Prompt →
Every line of the material should be output exactly as written.

The input →
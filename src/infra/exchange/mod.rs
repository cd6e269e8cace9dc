//! Instant-swap exchange adapters.

pub mod changenow;
pub mod exolix;

pub use changenow::ChangeNowExchange;
pub use exolix::ExolixExchange;

use secrecy::{ExposeSecret, SecretString};

use crate::domain::{AppError, ConfigError, ExchangeConfig};
use crate::infra::http::HttpTransport;

/// Transport for an exchange, honouring the config's base URL override, timeout and debug flag
pub(crate) fn exchange_transport(
    vendor: &'static str,
    default_api_base: &str,
    config: &ExchangeConfig,
) -> Result<HttpTransport, AppError> {
    let api_base = config.api_base.as_deref().unwrap_or(default_api_base);
    Ok(HttpTransport::new(vendor, api_base)?
        .with_timeout(config.timeout)
        .with_debug(config.debug))
}

/// The configured API key, or a configuration error naming the vendor when it is blank
pub(crate) fn require_api_key(
    vendor: &str,
    config: &ExchangeConfig,
) -> Result<SecretString, AppError> {
    let key = config.api_key.expose_secret().trim();
    if key.is_empty() {
        return Err(ConfigError::Missing(format!("{}: api key", vendor)).into());
    }
    Ok(SecretString::from(key.to_owned()))
}
//! Block explorer adapters.

pub mod blockcypher;
pub mod dcrdata;
pub mod ethplorer;

pub use blockcypher::BlockcypherExplorer;
pub use dcrdata::DcrdataExplorer;
pub use ethplorer::EthplorerExplorer;

use crate::domain::{AppError, ExplorerConfig};
use crate::infra::http::HttpTransport;

/// Transport for an explorer, honouring the config's base URL override, timeout and output flag
pub(crate) fn explorer_transport(
    vendor: &'static str,
    default_api_base: &str,
    config: &ExplorerConfig,
) -> Result<HttpTransport, AppError> {
    let api_base = config.api_base.as_deref().unwrap_or(default_api_base);
    Ok(HttpTransport::new(vendor, api_base)?
        .with_timeout(config.timeout)
        .with_debug(config.enable_output))
}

Solution below →
filename src/infra/exchange/mod.rs
repository cd6e269e8cace9dc
//! Instant-swap exchange adapters.

pub mod changenow;
pub mod exolix;

pub use changenow::ChangeNowExchange;
pub use exolix::ExolixExchange;

use secrecy::{ExposeSecret, SecretString};

use crate::domain::{AppError, ConfigError, ExchangeConfig};
use crate::infra::http::HttpTransport;

/// Transport for an exchange, honouring the config's base URL override, timeout and debug flag
pub(crate) fn exchange_transport(
    vendor: &'static str,
    default_api_base: &str,
    config: &ExchangeConfig,
) -> Result<HttpTransport, AppError> {
    let api_base = config.api_base.as_deref().unwrap_or(default_api_base);
    Ok(HttpTransport::new(vendor, api_base)?
        .with_timeout(config.timeout)
        .with_debug(config.debug))
}

/// The configured API key, or a configuration error naming the vendor when it is blank
pub(crate) fn require_api_key(
    vendor: &str,
    config: &ExchangeConfig,
) -> Result<SecretString, AppError> {
    let key = config.api_key.expose_secret().trim();
    if key.is_empty() {
        return Err(ConfigError::Missing(format!("{}: api key", vendor)).into());
    }
    Ok(SecretString::from(key.to_owned()))
}
//! Block explorer adapters.

pub mod blockcypher;
pub mod dcrdata;
pub mod ethplorer;

pub use blockcypher::BlockcypherExplorer;
pub use dcrdata::DcrdataExplorer;
pub use ethplorer::EthplorerExplorer;

use crate::domain::{AppError, ExplorerConfig};
use crate::infra::http::HttpTransport;

/// Transport for an explorer, honouring the config's base URL override, timeout and output flag
pub(crate) fn explorer_transport(
    vendor: &'static str,
    default_api_base: &str,
    config: &ExplorerConfig,
) -> Result<HttpTransport, AppError> {
    let api_base = config.api_base.as_deref().unwrap_or(default_api_base);
    Ok(HttpTransport::new(vendor, api_base)?
        .with_timeout(config.timeout)
        .with_debug(config.enable_output))
}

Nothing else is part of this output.